## EXERCISE DATA
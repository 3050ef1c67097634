//! Resolution of human facing keys to distinguished names.
use std::sync::Arc;

use tracing::debug;

use crate::{
	directory::{Directory, Scope, SearchEntry},
	dn,
	entry::SearchEntryExt,
	error::{Error, TargetProblem},
	filter::Filter,
	kind::{EntityKind, CONTAINER_CLASSES},
};

/// Finds entities by key and checks candidate parents.
#[derive(Debug, Clone)]
pub struct PathResolver {
	/// Directory to search
	directory: Arc<dyn Directory>,
	/// Root of the managed tree
	base_dn: String,
}

impl PathResolver {
	/// Create a resolver searching below `base_dn`.
	#[must_use]
	pub fn new(directory: Arc<dyn Directory>, base_dn: &str) -> Self {
		Self { directory, base_dn: dn::normalize(base_dn) }
	}

	/// Root of the managed tree.
	#[must_use]
	pub fn base_dn(&self) -> &str {
		&self.base_dn
	}

	/// Find the single entity of `kind` with `key`, searching only below
	/// `parent_hint` if given. A key matching more than one entity is an
	/// error; the caller has to narrow it down with a hint.
	pub async fn find(
		&self,
		kind: EntityKind,
		key: &str,
		parent_hint: Option<&str>,
	) -> Result<SearchEntry, Error> {
		let base = match parent_hint {
			Some(hint) => dn::qualify(hint, &self.base_dn),
			None => self.base_dn.clone(),
		};
		self.lookup(kind, key, &base, Scope::Subtree).await
	}

	/// Find the entity of `kind` with `key` among the direct children of
	/// `parent`. Entities further down the tree are not considered.
	pub async fn find_child(
		&self,
		kind: EntityKind,
		key: &str,
		parent: &str,
	) -> Result<SearchEntry, Error> {
		let parent = dn::qualify(parent, &self.base_dn);
		self.lookup(kind, key, &parent, Scope::OneLevel).await
	}

	/// Search `base` with `scope` for the entity of `kind` with `key`.
	async fn lookup(
		&self,
		kind: EntityKind,
		key: &str,
		base: &str,
		scope: Scope,
	) -> Result<SearchEntry, Error> {
		let key = key.trim();
		if key.is_empty() {
			return Err(Error::Validation(format!("An empty key cannot identify a {kind}")));
		}
		let filter = kind.filter().and(Filter::equal(kind.schema().key_attribute, key));
		let mut entries = self.directory.search(base, scope, &filter, &kind.attributes()).await?;
		debug!(%kind, key, base, ?scope, found = entries.len(), "Resolved key");

		match entries.len() {
			0 => Err(Error::NotFound { kind, key: key.to_owned() }),
			1 => entries.pop().ok_or_else(|| Error::NotFound { kind, key: key.to_owned() }),
			count => Err(Error::Ambiguous { kind, key: key.to_owned(), count }),
		}
	}

	/// Resolve a key to the distinguished name of its entity.
	pub async fn resolve(
		&self,
		kind: EntityKind,
		key: &str,
		parent_hint: Option<&str>,
	) -> Result<String, Error> {
		Ok(self.find(kind, key, parent_hint).await?.dn)
	}

	/// Read the entity of `kind` at a distinguished name, if there is one.
	pub async fn read(&self, kind: EntityKind, dn: &str) -> Result<Option<SearchEntry>, Error> {
		let mut entries =
			self.directory.search(dn, Scope::Base, &kind.filter(), &kind.attributes()).await?;
		Ok(entries.pop())
	}

	/// Check that `path` names an existing container that can receive
	/// `moving`, and return its qualified name.
	pub async fn validate_container(
		&self,
		path: &str,
		moving: Option<&str>,
	) -> Result<String, Error> {
		let target = dn::qualify(path, &self.base_dn);
		let invalid = |reason| Error::MoveTargetInvalid { path: path.to_owned(), reason };

		if moving.is_some_and(|dn| dn::is_within(&target, dn)) {
			return Err(invalid(TargetProblem::InsideSelf));
		}
		let filter = Filter::present("objectClass");
		let attributes = ["objectClass".to_owned()];
		let entries = self.directory.search(&target, Scope::Base, &filter, &attributes).await?;
		let entry = entries.first().ok_or_else(|| invalid(TargetProblem::Missing))?;
		if !CONTAINER_CLASSES.iter().any(|class| entry.has_object_class(class)) {
			return Err(invalid(TargetProblem::NotAContainer));
		}
		Ok(target)
	}
}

## WORK INSTRUCTION
The expected response consists solely of the lines from the one with "Scope::Base, &kind.filter(), &kind.attributes()).await?;" through the end of the records, repeated exactly.

## ANSWER TO THIS TASK
			self.directory.search(dn, Scope::Base, &kind.filter(), &kind.attributes()).await?;
		Ok(entries.pop())
	}

	/// Check that `path` names an existing container that can receive
	/// `moving`, and return its qualified name.
	pub async fn validate_container(
		&self,
		path: &str,
		moving: Option<&str>,
	) -> Result<String, Error> {
		let target = dn::qualify(path, &self.base_dn);
		let invalid = |reason| Error::MoveTargetInvalid { path: path.to_owned(), reason };

		if moving.is_some_and(|dn| dn::is_within(&target, dn)) {
			return Err(invalid(TargetProblem::InsideSelf));
		}
		let filter = Filter::present("objectClass");
		let attributes = ["objectClass".to_owned()];
		let entries = self.directory.search(&target, Scope::Base, &filter, &attributes).await?;
		let entry = entries.first().ok_or_else(|| invalid(TargetProblem::Missing))?;
		if !CONTAINER_CLASSES.iter().any(|class| entry.has_object_class(class)) {
			return Err(invalid(TargetProblem::NotAContainer));
		}
		Ok(target)
	}
}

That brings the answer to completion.